◆ Data entries:

Content starts

//! CLI-specific error types

use std::io;

use serde_json::{json, Value};
use thiserror::Error;

use crate::error::ToulminError;

#[derive(Debug, Error)]
pub enum CliError {
    #[error("I/O error: {0}")]
    Io(#[from] io::Error),

    #[error("JSON error: {0}")]
    Json(#[from] serde_json::Error),

    #[error("Bad request: {0}")]
    BadRequest(String),

    #[error("{0}")]
    Core(#[from] ToulminError),
}

impl CliError {
    pub fn bad_request(msg: impl Into<String>) -> Self {
        CliError::BadRequest(msg.into())
    }

    /// Stable error code string
    pub fn code(&self) -> &'static str {
        match self {
            CliError::Io(_) => "TOULMIN_CLI_IO_ERROR",
            CliError::Json(_) => "TOULMIN_CLI_JSON_ERROR",
            CliError::BadRequest(_) => "TOULMIN_CLI_BAD_REQUEST",
            CliError::Core(e) => e.code().code(),
        }
    }

    /// Error envelope written to stdout
    pub fn to_response(&self) -> Value {
        match self {
            CliError::Core(e) => {
                let mut body = e.to_json();
                if let Some(obj) = body.as_object_mut() {
                    obj.insert("status".into(), json!("error"));
                }
                body
            }
            other => json!({
                "status": "error",
                "code": other.code(),
                "message": other.to_string(),
            }),
        }
    }
}

/// CLI result type
pub type CliResult<T> = Result<T, CliError>;
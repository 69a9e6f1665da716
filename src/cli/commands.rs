//! CLI command implementations
//!
//! Every command resolves configuration the same way:
//!
//! 1. `--config <path>` when given, otherwise `TOULMINI_*` environment
//! 2. `--set key=value` overrides, applied in order
//!
//! Requests arrive on stdin as one JSON document. Gate, assemble and table
//! requests carry `query` plus one key per component; each component may be a
//! JSON object or a string of raw JSON.

use std::io;

use serde_json::{json, Value};

use crate::components::{validate_component, ComponentKind, Vocabulary};
use crate::config::Config;
use crate::gates::{GateStep, Payloads, PhaseGate};
use crate::observability::Event;

use super::args::{Cli, Command};
use super::errors::{CliError, CliResult};
use super::io::{parse_object, read_request, write_error, write_response};

/// Main CLI entry point
///
/// Parses arguments, runs the command and writes exactly one JSON response to
/// stdout. A failed command also returns its error so the process exits
/// non-zero.
pub fn run() -> CliResult<()> {
    let cli = Cli::parse_args();
    let mut stdout = io::stdout();

    let outcome = if cli.command.reads_request() {
        read_request().and_then(|input| execute(&cli, &input))
    } else {
        execute(&cli, "")
    };

    match outcome {
        Ok(data) => write_response(&mut stdout, data),
        Err(e) => {
            write_error(&mut stdout, &e)?;
            Err(e)
        }
    }
}

/// Resolve configuration from file or environment, then apply overrides
pub fn resolve_config(cli: &Cli) -> CliResult<Config> {
    let mut config = match &cli.config {
        Some(path) => Config::load(path)?,
        None => Config::from_env()?,
    };
    for (key, value) in &cli.overrides {
        config = config.with_override(key, value)?;
    }
    Ok(config)
}

/// Run `cli`'s command against request text `input`
pub fn execute(cli: &Cli, input: &str) -> CliResult<Value> {
    let config = resolve_config(cli)?;
    let gate = PhaseGate::new(config);
    let strict_mode = gate.config().strict_mode.to_string();
    gate.logger().event(
        Event::ConfigResolved,
        &[
            ("log_level", gate.config().log_level.as_str()),
            ("strict_mode", strict_mode.as_str()),
        ],
    );
    run_command(&cli.command, &gate, input)
}

/// Run the appropriate command based on CLI args
pub fn run_command(cmd: &Command, gate: &PhaseGate, input: &str) -> CliResult<Value> {
    match cmd {
        Command::Validate { kind } => validate(kind, input),
        Command::Assemble => assemble(gate, input),
        Command::Gate { step } => open_gate(gate, step, input),
        Command::Table => table(gate, input),
        Command::Config => Ok(serde_json::to_value(gate.config())?),
    }
}

/// Validate one component payload
pub fn validate(kind: &str, input: &str) -> CliResult<Value> {
    let kind: ComponentKind = kind.parse()?;
    let component = validate_component(kind, input)?;
    Ok(json!({
        "kind": kind.as_str(),
        "strength": component.strength(),
        "component": component,
    }))
}

/// Build and export the complete chain
pub fn assemble(gate: &PhaseGate, input: &str) -> CliResult<Value> {
    let (query, payloads) = chain_request(input)?;
    let chain = gate.assemble(&query, &payloads)?;
    Ok(chain.export())
}

/// Run one phase gate and return its ticket
pub fn open_gate(gate: &PhaseGate, step: &str, input: &str) -> CliResult<Value> {
    let step: GateStep = step.parse()?;
    let (query, payloads) = chain_request(input)?;
    let ticket = gate.open(step, &query, &payloads)?;
    Ok(serde_json::to_value(ticket)?)
}

/// Build a chain from the components present and render its table
pub fn table(gate: &PhaseGate, input: &str) -> CliResult<Value> {
    let (query, payloads) = chain_request(input)?;
    let chain = gate.build(&query, &payloads)?;
    Ok(json!({
        "phase": chain.phase(),
        "is_complete": chain.is_complete(),
        "table": chain.render_table(),
    }))
}

fn chain_request(input: &str) -> CliResult<(String, Payloads)> {
    let request = parse_object(input)?;
    let query = request
        .get("query")
        .and_then(Value::as_str)
        .ok_or_else(|| CliError::bad_request("Missing string field 'query'"))?
        .to_string();
    Ok((query, Payloads::from_request(&request)))
}

#[cfg(test)]
mod tests {
    use super::*;
    use crate::observability::{Logger, Severity};
    use std::fs;
    use tempfile::TempDir;

    const QUERY: &str = "Should cities ban cars from downtown?";

    fn quiet_gate(config: Config) -> PhaseGate {
        PhaseGate::with_logger(config, Logger::in_memory(Severity::Debug))
    }

    fn grounds_request() -> String {
        json!({
            "query": QUERY,
            "data": {
                "facts": ["Oslo saw zero pedestrian deaths in 2019 after removing cars."],
                "citations": [{"source": "Oslo Kommune", "reference": "Traffic report 2019"}],
                "evidence_type": "statistical"
            },
            "claim": "{\"statement\": \"Car-free downtowns improve pedestrian safety.\", \"scope\": \"general\"}"
        })
        .to_string()
    }

    #[test]
    fn test_validate_reports_strength() {
        let input = json!({
            "warrant": {
                "principle": "If a hazard is removed from a space, then injuries from it generally fall.",
                "logic_type": "deductive",
                "strength": "strong"
            }
        })
        .to_string();
        let data = validate("warrant", &input).unwrap();
        assert_eq!(data["kind"], "warrant");
        assert_eq!(data["strength"], "strong");
        assert_eq!(data["component"]["logic_type"], "deductive");
    }

    #[test]
    fn test_validate_unknown_kind() {
        let err = validate("evidence", "{}").unwrap_err();
        assert_eq!(err.code(), "TOULMIN_SHAPE_VIOLATION");
    }

    #[test]
    fn test_gate_command_returns_ticket() {
        let gate = quiet_gate(Config::default());
        let data = open_gate(&gate, "logic-bridge", &grounds_request()).unwrap();
        assert_eq!(data["phase"], 2);
        assert_eq!(data["next_step"], "stress_test");
    }

    #[test]
    fn test_table_for_partial_chain() {
        let gate = quiet_gate(Config::default());
        let data = table(&gate, &grounds_request()).unwrap();
        assert_eq!(data["phase"], 1);
        assert!(data["table"].as_str().unwrap().contains("**CLAIM**"));
    }

    #[test]
    fn test_missing_query_is_bad_request() {
        let gate = quiet_gate(Config::default());
        let err = assemble(&gate, "{\"data\": {}}").unwrap_err();
        assert!(matches!(err, CliError::BadRequest(_)));
    }

    #[test]
    fn test_config_file_and_overrides() {
        let temp_dir = TempDir::new().unwrap();
        let config_path = temp_dir.path().join("toulmini.json");
        fs::write(&config_path, json!({"strict_mode": false}).to_string()).unwrap();

        let cli = Cli::try_parse_args([
            "toulmini",
            "--config",
            config_path.to_str().unwrap(),
            "--set",
            "log_level=error",
            "config",
        ])
        .unwrap();
        let config = resolve_config(&cli).unwrap();
        assert!(!config.strict_mode);
        assert!(config.fail_on_weak_warrant);
        assert_eq!(config.log_level, "ERROR");
    }

    #[test]
    fn test_overrides_on_both_sides_of_subcommand() {
        let cli = Cli::try_parse_args([
            "toulmini",
            "--set",
            "strict_mode=false",
            "gate",
            "logic_bridge",
            "--set",
            "log_level=error",
        ])
        .unwrap();
        let config = resolve_config(&cli).unwrap();
        assert!(!config.strict_mode);
        assert_eq!(config.log_level, "ERROR");
        assert!(!config.policy().gates_warrant());
    }

    #[test]
    fn test_unreadable_config_is_configuration_error() {
        let cli = Cli::try_parse_args([
            "toulmini",
            "--config",
            "/nonexistent/toulmini.json",
            "config",
        ])
        .unwrap();
        let err = resolve_config(&cli).unwrap_err();
        assert_eq!(err.code(), "TOULMIN_INVALID_CONFIGURATION");
    }
}
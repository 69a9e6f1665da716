//! Process configuration
//!
//! Resolved from `TOULMINI_*` environment variables or a JSON file, then
//! optionally adjusted with `key=value` overrides. A resolved [`Config`] is a
//! plain value: chains take a [`BreakerPolicy`] snapshot of it at creation.

use std::collections::BTreeMap;
use std::fs;
use std::path::Path;

use serde::{Deserialize, Serialize};

use crate::breaker::BreakerPolicy;
use crate::error::{ToulminError, ToulminResult};
use crate::observability::{Logger, Severity};

/// Environment variable prefix
pub const ENV_PREFIX: &str = "TOULMINI_";

/// Configuration keys, in the order they are reported
pub const CONFIG_KEYS: [&str; 6] = [
    "enable_council",
    "strict_mode",
    "fail_on_weak_warrant",
    "fail_on_weak_backing",
    "debug",
    "log_level",
];

/// Raw values read as false. Anything else that is set reads as true.
const FALSE_VALUES: [&str; 4] = ["0", "false", "no", "off"];

#[derive(Debug, Clone, PartialEq, Eq, Serialize, Deserialize)]
#[serde(deny_unknown_fields)]
pub struct Config {
    /// Advertise the council review step in phase tickets (default: true)
    #[serde(default = "default_true")]
    pub enable_council: bool,

    /// Master switch for the circuit breakers (default: true)
    #[serde(default = "default_true")]
    pub strict_mode: bool,

    /// Reject weak/irrelevant warrants when strict (default: true)
    #[serde(default = "default_true")]
    pub fail_on_weak_warrant: bool,

    /// Reject weak/irrelevant backing when strict (default: true)
    #[serde(default = "default_true")]
    pub fail_on_weak_backing: bool,

    /// Verbose logging; forces the DEBUG threshold (default: false)
    #[serde(default)]
    pub debug: bool,

    /// One of DEBUG, INFO, WARNING, ERROR, CRITICAL (default: "INFO")
    #[serde(default = "default_log_level")]
    pub log_level: String,

    /// Raw environment values seen at resolution, `None` when unset.
    /// Accepted in files so printed configs load back, then discarded.
    #[serde(default, skip_serializing_if = "BTreeMap::is_empty")]
    pub initial_env: BTreeMap<String, Option<String>>,
}

fn default_true() -> bool {
    true
}

fn default_log_level() -> String {
    "INFO".to_string()
}

impl Default for Config {
    fn default() -> Self {
        Self {
            enable_council: true,
            strict_mode: true,
            fail_on_weak_warrant: true,
            fail_on_weak_backing: true,
            debug: false,
            log_level: default_log_level(),
            initial_env: BTreeMap::new(),
        }
    }
}

impl Config {
    /// Resolve from the process environment
    pub fn from_env() -> ToulminResult<Self> {
        Self::from_lookup(|name| std::env::var(name).ok())
    }

    /// Resolve from an arbitrary variable lookup.
    ///
    /// Unset variables take defaults. The log level is upper-cased before it
    /// is validated.
    pub fn from_lookup<F>(lookup: F) -> ToulminResult<Self>
    where
        F: Fn(&str) -> Option<String>,
    {
        let mut config = Config::default();
        for key in CONFIG_KEYS {
            let name = env_name(key);
            let raw = lookup(&name);
            if let Some(value) = &raw {
                config.set(key, value)?;
            }
            config.initial_env.insert(name, raw);
        }
        config.validate()?;
        Ok(config)
    }

    /// Load configuration from a JSON file.
    ///
    /// Missing keys take defaults; unknown keys are rejected.
    pub fn load(path: &Path) -> ToulminResult<Self> {
        let content = fs::read_to_string(path).map_err(|e| {
            ToulminError::configuration(format!("Failed to read config {}: {}", path.display(), e))
        })?;

        let mut config: Config = serde_json::from_str(&content)
            .map_err(|e| ToulminError::configuration(format!("Invalid config JSON: {}", e)))?;

        config.initial_env.clear();
        config.log_level = config.log_level.trim().to_uppercase();
        config.validate()?;
        Ok(config)
    }

    /// Returns a fresh config with one key replaced.
    ///
    /// Values are parsed the way environment variables are.
    pub fn with_override(&self, key: &str, value: &str) -> ToulminResult<Self> {
        let mut next = self.clone();
        next.set(key, value)?;
        next.validate()?;
        Ok(next)
    }

    fn set(&mut self, key: &str, raw: &str) -> ToulminResult<()> {
        match key {
            "enable_council" => self.enable_council = parse_bool(raw),
            "strict_mode" => self.strict_mode = parse_bool(raw),
            "fail_on_weak_warrant" => self.fail_on_weak_warrant = parse_bool(raw),
            "fail_on_weak_backing" => self.fail_on_weak_backing = parse_bool(raw),
            "debug" => self.debug = parse_bool(raw),
            "log_level" => self.log_level = raw.trim().to_uppercase(),
            _ => {
                return Err(ToulminError::configuration(format!(
                    "Unknown configuration key '{}': expected one of {}",
                    key,
                    CONFIG_KEYS.join(", ")
                )))
            }
        }
        Ok(())
    }

    /// Validate configuration values
    pub fn validate(&self) -> ToulminResult<()> {
        self.log_level.parse::<Severity>()?;
        Ok(())
    }

    /// Breaker policy snapshot for new chains
    pub fn policy(&self) -> BreakerPolicy {
        BreakerPolicy {
            strict_mode: self.strict_mode,
            fail_on_weak_warrant: self.fail_on_weak_warrant,
            fail_on_weak_backing: self.fail_on_weak_backing,
        }
    }

    /// Effective log threshold. `debug` forces DEBUG.
    pub fn log_threshold(&self) -> Severity {
        if self.debug {
            return Severity::Debug;
        }
        self.log_level.parse().unwrap_or(Severity::Info)
    }

    /// Stderr logger at the effective threshold
    pub fn logger(&self) -> Logger {
        Logger::new(self.log_threshold())
    }
}

/// `strict_mode` -> `TOULMINI_STRICT_MODE`
pub fn env_name(key: &str) -> String {
    format!("{}{}", ENV_PREFIX, key.to_uppercase())
}

fn parse_bool(raw: &str) -> bool {
    !FALSE_VALUES.contains(&raw.trim().to_lowercase().as_str())
}

#[cfg(test)]
mod tests {
    use super::*;
    use crate::error::ToulminErrorCode;

    fn lookup_from(pairs: &[(&str, &str)]) -> impl Fn(&str) -> Option<String> {
        let map: BTreeMap<String, String> = pairs
            .iter()
            .map(|(k, v)| (k.to_string(), v.to_string()))
            .collect();
        move |name| map.get(name).cloned()
    }

    #[test]
    fn test_defaults() {
        let config = Config::default();
        assert!(config.enable_council);
        assert!(config.strict_mode);
        assert!(!config.debug);
        assert_eq!(config.log_level, "INFO");
        assert_eq!(config.policy(), BreakerPolicy::strict());
    }

    #[test]
    fn test_bool_parsing() {
        for raw in ["0", "false", "NO", " Off "] {
            assert!(!parse_bool(raw), "{}", raw);
        }
        for raw in ["1", "true", "yes", "anything", ""] {
            assert!(parse_bool(raw), "{}", raw);
        }
    }

    #[test]
    fn test_from_lookup_reads_prefixed_names() {
        let config = Config::from_lookup(lookup_from(&[
            ("TOULMINI_STRICT_MODE", "off"),
            ("TOULMINI_LOG_LEVEL", "warning"),
        ]))
        .unwrap();
        assert!(!config.strict_mode);
        assert_eq!(config.log_level, "WARNING");
        assert_eq!(config.initial_env["TOULMINI_STRICT_MODE"], Some("off".to_string()));
        assert_eq!(config.initial_env["TOULMINI_DEBUG"], None);
        assert_eq!(config.initial_env.len(), CONFIG_KEYS.len());
    }

    #[test]
    fn test_invalid_log_level_rejected() {
        let err =
            Config::from_lookup(lookup_from(&[("TOULMINI_LOG_LEVEL", "verbose")])).unwrap_err();
        assert_eq!(err.code(), ToulminErrorCode::InvalidConfiguration);
    }

    #[test]
    fn test_override_returns_fresh_value() {
        let base = Config::default();
        let relaxed = base.with_override("fail_on_weak_backing", "false").unwrap();
        assert!(base.fail_on_weak_backing);
        assert!(!relaxed.fail_on_weak_backing);
        assert!(!relaxed.policy().gates_backing());
    }

    #[test]
    fn test_unknown_override_key_rejected() {
        let err = Config::default().with_override("council_size", "3").unwrap_err();
        assert!(err.message().contains("council_size"));
    }

    #[test]
    fn test_debug_forces_debug_threshold() {
        let config = Config::default().with_override("log_level", "error").unwrap();
        assert_eq!(config.log_threshold(), Severity::Error);
        let config = config.with_override("debug", "1").unwrap();
        assert_eq!(config.log_threshold(), Severity::Debug);
    }
}
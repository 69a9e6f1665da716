//! Breaker policy snapshot

use serde::Serialize;

/// The policy flags the circuit breaker consults.
///
/// A `Copy` snapshot: a chain captures one at construction, so a change to
/// process configuration cannot split a decision halfway through.
#[derive(Debug, Clone, Copy, PartialEq, Eq, Serialize)]
pub struct BreakerPolicy {
    /// Master switch. When false every configurable check is skipped.
    pub strict_mode: bool,
    /// Reject weak or irrelevant warrants (strict mode only)
    pub fail_on_weak_warrant: bool,
    /// Reject weak or irrelevant backing (strict mode only)
    pub fail_on_weak_backing: bool,
}

impl Default for BreakerPolicy {
    fn default() -> Self {
        Self::strict()
    }
}

impl BreakerPolicy {
    /// All breakers armed
    pub fn strict() -> Self {
        Self {
            strict_mode: true,
            fail_on_weak_warrant: true,
            fail_on_weak_backing: true,
        }
    }

    /// Strict mode off. The per-component flags keep their strict values but
    /// are never consulted.
    pub fn permissive() -> Self {
        Self {
            strict_mode: false,
            ..Self::strict()
        }
    }

    pub fn gates_warrant(&self) -> bool {
        self.strict_mode && self.fail_on_weak_warrant
    }

    pub fn gates_backing(&self) -> bool {
        self.strict_mode && self.fail_on_weak_backing
    }
}

#[cfg(test)]
mod tests {
    use super::*;

    #[test]
    fn test_default_is_strict() {
        assert_eq!(BreakerPolicy::default(), BreakerPolicy::strict());
        assert!(BreakerPolicy::default().gates_warrant());
        assert!(BreakerPolicy::default().gates_backing());
    }

    #[test]
    fn test_strict_mode_is_master_switch() {
        let policy = BreakerPolicy::permissive();
        assert!(policy.fail_on_weak_warrant);
        assert!(!policy.gates_warrant());
        assert!(!policy.gates_backing());
    }

    #[test]
    fn test_flags_gate_independently() {
        let policy = BreakerPolicy {
            fail_on_weak_backing: false,
            ..BreakerPolicy::strict()
        };
        assert!(policy.gates_warrant());
        assert!(!policy.gates_backing());
    }
}
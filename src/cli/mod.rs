//! CLI module for toulmini
//!
//! Provides command-line interface for:
//! - validate: Check one component payload
//! - assemble: Build and export a complete chain
//! - gate: Run one stateless phase gate
//! - table: Render a chain as a markdown table
//! - config: Show the resolved configuration

mod args;
mod commands;
mod errors;
mod io;

pub use args::{Cli, Command};
pub use commands::{assemble, execute, open_gate, resolve_config, run, run_command, table, validate};
pub use errors::{CliError, CliResult};
pub use io::{parse_object, read_request, write_error, write_response};
//! toulmini CLI entry point
//!
//! Parses arguments and dispatches via `cli::run`. The JSON response is
//! already on stdout when an error comes back; the error is repeated on stderr
//! and the process exits non-zero.

use toulmini::cli;

fn main() {
    if let Err(e) = cli::run() {
        eprintln!("{}", e);
        std::process::exit(1);
    }
}
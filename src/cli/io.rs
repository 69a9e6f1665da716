//! JSON I/O handling for CLI
//!
//! - Input: single JSON document via stdin (may span lines)
//! - Output: single JSON object via stdout
//! - UTF-8 only

use std::io::{self, Read, Write};

use serde_json::{json, Value};

use super::errors::{CliError, CliResult};

/// Read the raw request text from stdin
pub fn read_request() -> CliResult<String> {
    let mut input = String::new();
    io::stdin().lock().read_to_string(&mut input)?;

    if input.trim().is_empty() {
        return Err(CliError::bad_request("Empty input"));
    }
    Ok(input)
}

/// Parse request text as a JSON object
pub fn parse_object(input: &str) -> CliResult<Value> {
    let value: Value = serde_json::from_str(input)?;
    if !value.is_object() {
        return Err(CliError::bad_request("Request must be a JSON object"));
    }
    Ok(value)
}

/// Write a success response
pub fn write_response<W: Write>(writer: &mut W, data: Value) -> CliResult<()> {
    let response = json!({
        "status": "ok",
        "data": data
    });

    serde_json::to_writer(&mut *writer, &response)?;
    writeln!(writer)?;
    writer.flush()?;

    Ok(())
}

/// Write an error response
pub fn write_error<W: Write>(writer: &mut W, err: &CliError) -> CliResult<()> {
    serde_json::to_writer(&mut *writer, &err.to_response())?;
    writeln!(writer)?;
    writer.flush()?;

    Ok(())
}
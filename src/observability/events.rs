//! Observable lifecycle events
//!
//! Events are explicit and typed. Each carries a default severity; callers
//! may log at another level when the context warrants it.

use std::fmt;

use super::Severity;

#[derive(Debug, Clone, Copy, PartialEq, Eq)]
pub enum Event {
    /// Configuration resolved from environment, file and overrides
    ConfigResolved,
    /// A chain was created for a query
    ChainCreated,
    /// A component passed validation and entered the chain
    ComponentAccepted,
    /// A component failed schema or dependency checks
    ComponentRejected,
    /// The circuit breaker terminated the chain
    BreakerTripped,
    /// Every populated graded slot passed the breaker
    LogicChecksPassed,
    /// A verdict was accepted that its qualifier argues against
    VerdictAdvisory,
}

impl Event {
    pub fn as_str(&self) -> &'static str {
        match self {
            Event::ConfigResolved => "CONFIG_RESOLVED",
            Event::ChainCreated => "CHAIN_CREATED",
            Event::ComponentAccepted => "COMPONENT_ACCEPTED",
            Event::ComponentRejected => "COMPONENT_REJECTED",
            Event::BreakerTripped => "BREAKER_TRIPPED",
            Event::LogicChecksPassed => "LOGIC_CHECKS_PASSED",
            Event::VerdictAdvisory => "VERDICT_ADVISORY",
        }
    }

    pub fn severity(&self) -> Severity {
        match self {
            Event::ConfigResolved | Event::ComponentAccepted | Event::LogicChecksPassed => {
                Severity::Debug
            }
            Event::ChainCreated => Severity::Info,
            Event::ComponentRejected | Event::VerdictAdvisory => Severity::Warning,
            Event::BreakerTripped => Severity::Error,
        }
    }
}

impl fmt::Display for Event {
    fn fmt(&self, f: &mut fmt::Formatter<'_>) -> fmt::Result {
        write!(f, "{}", self.as_str())
    }
}

#[cfg(test)]
mod tests {
    use super::*;

    #[test]
    fn test_event_names_are_screaming_snake() {
        for event in [
            Event::ConfigResolved,
            Event::ChainCreated,
            Event::ComponentAccepted,
            Event::ComponentRejected,
            Event::BreakerTripped,
            Event::LogicChecksPassed,
            Event::VerdictAdvisory,
        ] {
            let name = event.as_str();
            assert!(name.chars().all(|c| c.is_ascii_uppercase() || c == '_'), "{}", name);
        }
    }

    #[test]
    fn test_breaker_trip_is_error() {
        assert_eq!(Event::BreakerTripped.severity(), Severity::Error);
    }
}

Content ends

◆ Exercise goal: Where a line above holds the string "arguments", copy that line.

◆ Answer:
/// Parses arguments, runs the command and writes exactly one JSON response to
//! Parses arguments and dispatches via `cli::run`. The JSON response is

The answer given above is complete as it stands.